**YOUR OBJECTIVE**: Pull every line with "CoreConfig" from the material.

**TASK DATA**:
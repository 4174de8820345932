//! CLI smoke entry point.
//!
//! # Responsibility
//! - Verify `dealboard_core` linkage and store bootstrap.
//! - Print integration counts as JSON when a database is configured.

use dealboard_core::db::{open_db, open_db_in_memory};
use dealboard_core::{
    init_from_config, CoreConfig, IntegrationFilter, IntegrationService,
    SqliteIntegrationRepository,
};
use std::process::ExitCode;

fn main() -> ExitCode {
    println!("dealboard_core ping={}", dealboard_core::ping());
    println!("dealboard_core version={}", dealboard_core::core_version());

    let config = match std::env::args().nth(1) {
        Some(path) => match CoreConfig::load(&path) {
            Ok(mut config) => {
                config.apply_overrides(|key| std::env::var(key).ok());
                config
            }
            Err(err) => {
                eprintln!("{err}");
                return ExitCode::FAILURE;
            }
        },
        None => CoreConfig::from_env(),
    };

    if let Err(err) = init_from_config(&config) {
        eprintln!("{err}");
        return ExitCode::FAILURE;
    }

    match print_counts(&config) {
        Ok(()) => ExitCode::SUCCESS,
        Err(err) => {
            log::error!("event=cli_counts module=cli status=error error={err}");
            eprintln!("{err}");
            ExitCode::FAILURE
        }
    }
}

fn print_counts(config: &CoreConfig) -> Result<(), Box<dyn std::error::Error>> {
    let conn = match config.db_path.as_ref() {
        Some(path) => open_db(path)?,
        None => open_db_in_memory()?,
    };
    let service = IntegrationService::new(SqliteIntegrationRepository::try_new(&conn)?);
    let counts = service.aggregate_counts(&IntegrationFilter::default())?;
    println!("{}", serde_json::to_string_pretty(&counts)?);
    Ok(())
}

**RESPONSE**:
    init_from_config, CoreConfig, IntegrationFilter, IntegrationService,
        Some(path) => match CoreConfig::load(&path) {
        None => CoreConfig::from_env(),
fn print_counts(config: &CoreConfig) -> Result<(), Box<dyn std::error::Error>> {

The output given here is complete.